# Directions
Please retype the entries below exactly as they are written.

-=-=-=-=-

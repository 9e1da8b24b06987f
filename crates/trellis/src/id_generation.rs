//! Hash-based ID generation for internal records.
//!
//! IDs look like `{prefix}-{hash}` where the prefix names the record kind
//! (`epic`, `feat`, `task`) and the hash is a base36 rendering of a SHA256
//! digest over the tenant, kind, external id and a nonce. The hash grows from
//! 6 to 8 characters as the store fills up, and a nonce is bumped on
//! collision.
//!
//! # Example
//!
//! ```
//! use trellis::domain::{EntityKind, TenantId};
//! use trellis::id_generation::IdGenerator;
//!
//! let mut generator = IdGenerator::new(0);
//! let id = generator
//!     .generate(&TenantId::new("acme"), EntityKind::Feature, "bd-12")
//!     .unwrap();
//! assert!(id.starts_with("feat-"));
//! ```

use crate::domain::{EntityKind, TenantId};
use sha2::{Digest, Sha256};
use std::collections::HashSet;
use thiserror::Error;
use tracing::{debug, warn};

const BASE36_CHARS: &[u8] = b"0123456789abcdefghijklmnopqrstuvwxyz";
const MAX_NONCE: u32 = 100;
const MAX_HASH_LENGTH: usize = 8;

/// Errors that can occur during ID generation
#[derive(Debug, Error)]
pub enum IdGenerationError {
    /// Unable to generate a unique ID after exhausting all nonces and length increases
    #[error("Unable to generate unique ID after {attempts} attempts")]
    CollisionExhausted {
        /// Nonces tried at the final length
        attempts: u32,
    },

    /// Invalid length parameter
    #[error("Length must be greater than 0")]
    InvalidLength,
}

/// ID prefix for a record kind.
pub fn prefix_for(kind: EntityKind) -> &'static str {
    match kind {
        EntityKind::Epic => "epic",
        EntityKind::Feature => "feat",
        EntityKind::Task => "task",
    }
}

/// Hash-based ID generator with collision detection.
///
/// Holds every ID it has produced or been told about, so one generator should
/// live as long as the store it serves.
#[derive(Debug, Default)]
pub struct IdGenerator {
    record_count: usize,
    existing_ids: HashSet<String>,
}

impl IdGenerator {
    /// Create a generator for a store currently holding `record_count` records.
    pub fn new(record_count: usize) -> Self {
        Self {
            record_count,
            existing_ids: HashSet::new(),
        }
    }

    /// Register an existing ID to prevent collisions
    pub fn register_id(&mut self, id: impl Into<String>) {
        self.existing_ids.insert(id.into());
        self.record_count = self.record_count.max(self.existing_ids.len());
    }

    /// Forget an ID, e.g. after the insert that claimed it was rolled back.
    pub fn release_id(&mut self, id: &str) {
        self.existing_ids.remove(id);
    }

    /// Generate a new unique ID for a record of `kind` imported from
    /// `external_id`.
    ///
    /// # Errors
    ///
    /// Returns an error if every nonce collides at every length up to the
    /// maximum.
    pub fn generate(
        &mut self,
        tenant: &TenantId,
        kind: EntityKind,
        external_id: &str,
    ) -> Result<String, IdGenerationError> {
        let mut length = self.adaptive_length();

        loop {
            for nonce in 0..MAX_NONCE {
                let id = hash_id(tenant, kind, external_id, nonce, length)?;
                if self.existing_ids.insert(id.clone()) {
                    if nonce > 0 {
                        debug!(nonce, length, "Generated unique ID after collision retries");
                    }
                    self.record_count += 1;
                    return Ok(id);
                }
            }

            if length >= MAX_HASH_LENGTH {
                return Err(IdGenerationError::CollisionExhausted {
                    attempts: MAX_NONCE,
                });
            }
            warn!(
                length,
                max_nonce = MAX_NONCE,
                "All nonces exhausted, increasing ID length"
            );
            length += 1;
        }
    }

    /// Hash length for the current store size.
    ///
    /// - up to 1,000 records: 6 chars
    /// - up to 10,000: 7 chars
    /// - beyond: 8 chars
    fn adaptive_length(&self) -> usize {
        match self.record_count {
            0..=1_000 => 6,
            1_001..=10_000 => 7,
            _ => MAX_HASH_LENGTH,
        }
    }
}

fn hash_id(
    tenant: &TenantId,
    kind: EntityKind,
    external_id: &str,
    nonce: u32,
    length: usize,
) -> Result<String, IdGenerationError> {
    let content = format!("{tenant}|{kind}|{external_id}|{nonce}");

    let mut hasher = Sha256::new();
    hasher.update(content.as_bytes());
    let hash_bytes = hasher.finalize();

    let hash_str = encode_base36(&hash_bytes[..8], length)?;
    Ok(format!("{}-{hash_str}", prefix_for(kind)))
}

/// Encode up to 8 bytes as a base36 string of exactly `length` characters.
fn encode_base36(bytes: &[u8], length: usize) -> Result<String, IdGenerationError> {
    if length == 0 {
        return Err(IdGenerationError::InvalidLength);
    }

    let mut n = bytes
        .iter()
        .fold(0u64, |acc, &byte| acc.wrapping_shl(8).wrapping_add(u64::from(byte)));

    let mut result = Vec::with_capacity(length);
    while result.len() < length {
        // n % 36 < 36, always a valid index
        result.push(char::from(BASE36_CHARS[(n % 36) as usize]));
        n /= 36;
    }
    result.reverse();
    Ok(result.into_iter().collect())
}

/// Check that `id` looks like an ID generated for `kind`.
pub fn validate_id(id: &str, kind: EntityKind) -> bool {
    let Some(hash) = id
        .strip_prefix(prefix_for(kind))
        .and_then(|rest| rest.strip_prefix('-'))
    else {
        return false;
    };

    (6..=MAX_HASH_LENGTH).contains(&hash.len())
        && hash
            .chars()
            .all(|c| c.is_ascii_digit() || c.is_ascii_lowercase())
}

-=-=-=-=-

# Response to this exercise
repository 9e1da8b24b06987f
filename crates/trellis/src/id_generation.rs
//! Hash-based ID generation for internal records.
//!
//! IDs look like `{prefix}-{hash}` where the prefix names the record kind
//! (`epic`, `feat`, `task`) and the hash is a base36 rendering of a SHA256
//! digest over the tenant, kind, external id and a nonce. The hash grows from
//! 6 to 8 characters as the store fills up, and a nonce is bumped on
//! collision.
//!
//! # Example
//!
//! ```
//! use trellis::domain::{EntityKind, TenantId};
//! use trellis::id_generation::IdGenerator;
//!
//! let mut generator = IdGenerator::new(0);
//! let id = generator
//!     .generate(&TenantId::new("acme"), EntityKind::Feature, "bd-12")
//!     .unwrap();
//! assert!(id.starts_with("feat-"));
//! ```

use crate::domain::{EntityKind, TenantId};
use sha2::{Digest, Sha256};
use std::collections::HashSet;
use thiserror::Error;
use tracing::{debug, warn};

const BASE36_CHARS: &[u8] = b"0123456789abcdefghijklmnopqrstuvwxyz";
const MAX_NONCE: u32 = 100;
const MAX_HASH_LENGTH: usize = 8;

/// Errors that can occur during ID generation
#[derive(Debug, Error)]
pub enum IdGenerationError {
    /// Unable to generate a unique ID after exhausting all nonces and length increases
    #[error("Unable to generate unique ID after {attempts} attempts")]
    CollisionExhausted {
        /// Nonces tried at the final length
        attempts: u32,
    },

    /// Invalid length parameter
    #[error("Length must be greater than 0")]
    InvalidLength,
}

/// ID prefix for a record kind.
pub fn prefix_for(kind: EntityKind) -> &'static str {
    match kind {
        EntityKind::Epic => "epic",
        EntityKind::Feature => "feat",
        EntityKind::Task => "task",
    }
}

/// Hash-based ID generator with collision detection.
///
/// Holds every ID it has produced or been told about, so one generator should
/// live as long as the store it serves.
#[derive(Debug, Default)]
pub struct IdGenerator {
    record_count: usize,
    existing_ids: HashSet<String>,
}

impl IdGenerator {
    /// Create a generator for a store currently holding `record_count` records.
    pub fn new(record_count: usize) -> Self {
        Self {
            record_count,
            existing_ids: HashSet::new(),
        }
    }

    /// Register an existing ID to prevent collisions
    pub fn register_id(&mut self, id: impl Into<String>) {
        self.existing_ids.insert(id.into());
        self.record_count = self.record_count.max(self.existing_ids.len());
    }

    /// Forget an ID, e.g. after the insert that claimed it was rolled back.
    pub fn release_id(&mut self, id: &str) {
        self.existing_ids.remove(id);
    }

    /// Generate a new unique ID for a record of `kind` imported from
    /// `external_id`.
    ///
    /// # Errors
    ///
    /// Returns an error if every nonce collides at every length up to the
    /// maximum.
    pub fn generate(
        &mut self,
        tenant: &TenantId,
        kind: EntityKind,
        external_id: &str,
    ) -> Result<String, IdGenerationError> {
        let mut length = self.adaptive_length();

        loop {
            for nonce in 0..MAX_NONCE {
                let id = hash_id(tenant, kind, external_id, nonce, length)?;
                if self.existing_ids.insert(id.clone()) {
                    if nonce > 0 {
                        debug!(nonce, length, "Generated unique ID after collision retries");
                    }
                    self.record_count += 1;
                    return Ok(id);
                }
            }

            if length >= MAX_HASH_LENGTH {
                return Err(IdGenerationError::CollisionExhausted {
                    attempts: MAX_NONCE,
                });
            }
            warn!(
                length,
                max_nonce = MAX_NONCE,
                "All nonces exhausted, increasing ID length"
            );
            length += 1;
        }
    }

    /// Hash length for the current store size.
    ///
    /// - up to 1,000 records: 6 chars
    /// - up to 10,000: 7 chars
    /// - beyond: 8 chars
    fn adaptive_length(&self) -> usize {
        match self.record_count {
            0..=1_000 => 6,
            1_001..=10_000 => 7,
            _ => MAX_HASH_LENGTH,
        }
    }
}

fn hash_id(
    tenant: &TenantId,
    kind: EntityKind,
    external_id: &str,
    nonce: u32,
    length: usize,
) -> Result<String, IdGenerationError> {
    let content = format!("{tenant}|{kind}|{external_id}|{nonce}");

    let mut hasher = Sha256::new();
    hasher.update(content.as_bytes());
    let hash_bytes = hasher.finalize();

    let hash_str = encode_base36(&hash_bytes[..8], length)?;
    Ok(format!("{}-{hash_str}", prefix_for(kind)))
}

/// Encode up to 8 bytes as a base36 string of exactly `length` characters.
fn encode_base36(bytes: &[u8], length: usize) -> Result<String, IdGenerationError> {
    if length == 0 {
        return Err(IdGenerationError::InvalidLength);
    }

    let mut n = bytes
        .iter()
        .fold(0u64, |acc, &byte| acc.wrapping_shl(8).wrapping_add(u64::from(byte)));

    let mut result = Vec::with_capacity(length);
    while result.len() < length {
        // n % 36 < 36, always a valid index
        result.push(char::from(BASE36_CHARS[(n % 36) as usize]));
        n /= 36;
    }
    result.reverse();
    Ok(result.into_iter().collect())
}

/// Check that `id` looks like an ID generated for `kind`.
pub fn validate_id(id: &str, kind: EntityKind) -> bool {
    let Some(hash) = id
        .strip_prefix(prefix_for(kind))
        .and_then(|rest| rest.strip_prefix('-'))
    else {
        return false;
    };

    (6..=MAX_HASH_LENGTH).contains(&hash.len())
        && hash
            .chars()
            .all(|c| c.is_ascii_digit() || c.is_ascii_lowercase())
}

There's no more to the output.